╭──
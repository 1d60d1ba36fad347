use crate::error::Result;
use crate::models::{ScrapeReport, SkipReason, SkippedPage};
use crate::scrapers::parser::CardSelectors;
use crate::scrapers::traits::{PageFetcher, ScraperTrait};
use crate::scrapers::types::{FetchedPage, RetryPolicy, ScrapeParams};
use async_trait::async_trait;
use chrono::Utc;
use std::sync::Arc;
use tracing::{debug, info, warn};

const TOO_MANY_REQUESTS: u16 = 429;

/// Outcome of fetching one listing page, after rate-limit retries
enum PageOutcome {
    Body(String),
    Skipped(SkippedPage),
}

/// Scraper for expat-dakar.com listing sections
pub struct ExpatDakarScraper<F> {
    fetcher: F,
    base_url: String,
    retry: RetryPolicy,
    selectors: CardSelectors,
}

impl<F: PageFetcher> ExpatDakarScraper<F> {
    pub fn new(fetcher: F, base_url: &str) -> Result<Self> {
        Ok(Self {
            fetcher,
            base_url: base_url.trim_end_matches('/').to_string(),
            retry: RetryPolicy::default(),
            selectors: CardSelectors::new()?,
        })
    }

    pub fn with_retry(mut self, retry: RetryPolicy) -> Self {
        self.retry = retry;
        self
    }

    pub fn page_url(&self, params: &ScrapeParams, page: u32) -> String {
        format!("{}/{}?page={}", self.base_url, params.category.slug(), page)
    }

    async fn fetch_page(&self, url: &str, page: u32) -> Result<PageOutcome> {
        let mut attempt = 0;

        loop {
            let FetchedPage { status, body } = self.fetcher.fetch(url).await?;

            match status {
                200..=299 => return Ok(PageOutcome::Body(body)),
                TOO_MANY_REQUESTS if attempt < self.retry.max_retries => {
                    let delay = self.retry.backoff(attempt);
                    warn!(
                        page,
                        attempt = attempt + 1,
                        delay_ms = delay.as_millis() as u64,
                        "Rate limited (HTTP 429). Retrying..."
                    );
                    tokio::time::sleep(delay).await;
                    attempt += 1;
                }
                TOO_MANY_REQUESTS => {
                    warn!(page, retries = attempt, "Still rate limited, skipping page");
                    return Ok(PageOutcome::Skipped(SkippedPage {
                        page,
                        status,
                        reason: SkipReason::RateLimited,
                    }));
                }
                _ => {
                    warn!(page, status, url, "Unexpected status, skipping page");
                    return Ok(PageOutcome::Skipped(SkippedPage {
                        page,
                        status,
                        reason: SkipReason::HttpStatus,
                    }));
                }
            }
        }
    }
}

#[async_trait]
impl<F: PageFetcher> ScraperTrait for ExpatDakarScraper<F> {
    async fn scrape(&self, params: &ScrapeParams) -> Result<Arc<ScrapeReport>> {
        info!(
            category = %params.category,
            pages = params.page_count,
            "Starting expat-dakar scrape"
        );

        let mut report = ScrapeReport {
            category: params.category.clone(),
            page_count: params.page_count,
            records: Vec::new(),
            dropped_records: 0,
            skipped_pages: Vec::new(),
            fetched_at: Utc::now(),
        };

        for page in 1..=params.page_count {
            let url = self.page_url(params, page);

            match self.fetch_page(&url, page).await? {
                PageOutcome::Body(html) => {
                    let parsed = self.selectors.parse_page(&html);
                    debug!(
                        page,
                        records = parsed.records.len(),
                        dropped = parsed.dropped,
                        "Parsed listing page"
                    );
                    report.dropped_records += parsed.dropped;
                    report.records.extend(parsed.records);
                }
                PageOutcome::Skipped(skipped) => report.skipped_pages.push(skipped),
            }
        }

        info!(
            category = %params.category,
            records = report.records.len(),
            dropped = report.dropped_records,
            skipped_pages = report.skipped_pages.len(),
            "Finished expat-dakar scrape"
        );

        Ok(Arc::new(report))
    }

    fn source_name(&self) -> &'static str {
        "expat-dakar"
    }
}

#[cfg(test)]
mod tests {
    use super::*;
    use crate::error::ScrapeError;
    use crate::models::KnownCategory;
    use std::collections::{HashMap, VecDeque};
    use std::sync::Mutex;
    use std::time::Duration;

    const LISTING: &str = r#"<div class="listings-cards__list-item">
        <img class="listing-card__image__resource" src="img.jpg">
        <div class="listing-card__header__title">Climatiseur</div>
        <span class="listing-card__header__tags__item">Neuf</span>
        <div class="listing-card__header__location">Dakar</div>
        <span class="listing-card__price">100 F Cfa</span>
    </div>"#;

    /// Serves queued responses per URL and records every request
    #[derive(Default)]
    struct ScriptedFetcher {
        responses: Mutex<HashMap<String, VecDeque<Result<FetchedPage>>>>,
        requests: Mutex<Vec<String>>,
    }

    impl ScriptedFetcher {
        fn push(&self, url: &str, response: Result<FetchedPage>) {
            self.responses
                .lock()
                .unwrap()
                .entry(url.to_string())
                .or_default()
                .push_back(response);
        }

        fn page(&self, url: &str, status: u16, body: &str) {
            self.push(url, Ok(FetchedPage { status, body: body.to_string() }));
        }

        fn requests(&self) -> Vec<String> {
            self.requests.lock().unwrap().clone()
        }
    }

    #[async_trait]
    impl<'a> PageFetcher for &'a ScriptedFetcher {
        async fn fetch(&self, url: &str) -> Result<FetchedPage> {
            self.requests.lock().unwrap().push(url.to_string());
            self.responses
                .lock()
                .unwrap()
                .get_mut(url)
                .and_then(VecDeque::pop_front)
                .unwrap_or_else(|| panic!("unexpected request to {url}"))
        }
    }

    fn no_wait(max_retries: u32) -> RetryPolicy {
        RetryPolicy {
            max_retries,
            initial_backoff: Duration::ZERO,
            max_backoff: Duration::ZERO,
        }
    }

    fn params(pages: u32) -> ScrapeParams {
        ScrapeParams::new(KnownCategory::AirConditioning, pages).unwrap()
    }

    const P1: &str = "https://example.test/climatisation?page=1";
    const P2: &str = "https://example.test/climatisation?page=2";

    #[test]
    fn builds_page_urls() {
        let fetcher = ScriptedFetcher::default();
        let scraper = ExpatDakarScraper::new(&fetcher, "https://example.test/").unwrap();
        assert_eq!(scraper.page_url(&params(3), 2), P2);
    }

    #[tokio::test]
    async fn rate_limited_page_is_retried_then_parsed() {
        let fetcher = ScriptedFetcher::default();
        fetcher.page(P1, 429, "slow down");
        fetcher.page(P1, 200, LISTING);

        let scraper = ExpatDakarScraper::new(&fetcher, "https://example.test")
            .unwrap()
            .with_retry(no_wait(2));
        let report = scraper.scrape(&params(1)).await.unwrap();

        assert_eq!(report.records.len(), 1);
        assert!(report.skipped_pages.is_empty());
        assert_eq!(fetcher.requests(), [P1, P1]);
    }

    #[tokio::test]
    async fn persistent_rate_limit_skips_page() {
        let fetcher = ScriptedFetcher::default();
        for _ in 0..3 {
            fetcher.page(P1, 429, LISTING);
        }
        fetcher.page(P2, 200, LISTING);

        let scraper = ExpatDakarScraper::new(&fetcher, "https://example.test")
            .unwrap()
            .with_retry(no_wait(2));
        let report = scraper.scrape(&params(2)).await.unwrap();

        // The 429 body is never parsed, even though it happens to carry markup.
        assert_eq!(report.records.len(), 1);
        assert_eq!(
            report.skipped_pages,
            vec![SkippedPage { page: 1, status: 429, reason: SkipReason::RateLimited }]
        );
        assert_eq!(fetcher.requests(), [P1, P1, P1, P2]);
    }

    #[tokio::test]
    async fn server_error_skips_page_and_continues() {
        let fetcher = ScriptedFetcher::default();
        fetcher.page(P1, 503, "");
        fetcher.page(P2, 200, LISTING);

        let scraper = ExpatDakarScraper::new(&fetcher, "https://example.test").unwrap();
        let report = scraper.scrape(&params(2)).await.unwrap();

        assert_eq!(report.records.len(), 1);
        assert_eq!(report.skipped_pages[0].reason, SkipReason::HttpStatus);
        assert_eq!(report.skipped_pages[0].status, 503);
    }

    #[tokio::test]
    async fn transport_error_aborts_the_call() {
        let fetcher = ScriptedFetcher::default();
        fetcher.page(P1, 200, LISTING);
        fetcher.push(
            P2,
            Err(ScrapeError::Transport {
                url: P2.to_string(),
                message: "connection reset".into(),
            }),
        );

        let scraper = ExpatDakarScraper::new(&fetcher, "https://example.test").unwrap();
        let err = scraper.scrape(&params(3)).await.unwrap_err();

        assert!(matches!(err, ScrapeError::Transport { .. }));
        assert_eq!(fetcher.requests(), [P1, P2]);
    }
}
use crate::error::Result;
use crate::models::ScrapeReport;
use crate::scrapers::types::{FetchedPage, ScrapeParams};
use async_trait::async_trait;
use std::sync::Arc;

/// Issues a single GET and hands back status and body.
/// Transport failures are errors; HTTP error statuses are not.
#[async_trait]
pub trait PageFetcher: Send + Sync {
    async fn fetch(&self, url: &str) -> Result<FetchedPage>;
}

#[async_trait]
impl<T: PageFetcher + ?Sized> PageFetcher for Arc<T> {
    async fn fetch(&self, url: &str) -> Result<FetchedPage> {
        (**self).fetch(url).await
    }
}

/// Common trait for listing scrapers
#[async_trait]
pub trait ScraperTrait: Send + Sync {
    /// Scrape every requested page of a category
    async fn scrape(&self, params: &ScrapeParams) -> Result<Arc<ScrapeReport>>;

    /// Get the name of the scraper source
    fn source_name(&self) -> &'static str;
}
╰──
TASK DETAILS: The expected output is the exact run of lines from the start of the entries through the line with "pub fn page_url(&self, params: &ScrapeParams, page: u32)", inclusive.

OUTPUT OF THE EXERCISE:
repository 1d60d1ba36fad347
use crate::error::Result;
use crate::models::{ScrapeReport, SkipReason, SkippedPage};
use crate::scrapers::parser::CardSelectors;
use crate::scrapers::traits::{PageFetcher, ScraperTrait};
use crate::scrapers::types::{FetchedPage, RetryPolicy, ScrapeParams};
use async_trait::async_trait;
use chrono::Utc;
use std::sync::Arc;
use tracing::{debug, info, warn};

const TOO_MANY_REQUESTS: u16 = 429;

/// Outcome of fetching one listing page, after rate-limit retries
enum PageOutcome {
    Body(String),
    Skipped(SkippedPage),
}

/// Scraper for expat-dakar.com listing sections
pub struct ExpatDakarScraper<F> {
    fetcher: F,
    base_url: String,
    retry: RetryPolicy,
    selectors: CardSelectors,
}

impl<F: PageFetcher> ExpatDakarScraper<F> {
    pub fn new(fetcher: F, base_url: &str) -> Result<Self> {
        Ok(Self {
            fetcher,
            base_url: base_url.trim_end_matches('/').to_string(),
            retry: RetryPolicy::default(),
            selectors: CardSelectors::new()?,
        })
    }

    pub fn with_retry(mut self, retry: RetryPolicy) -> Self {
        self.retry = retry;
        self
    }

    pub fn page_url(&self, params: &ScrapeParams, page: u32) -> String {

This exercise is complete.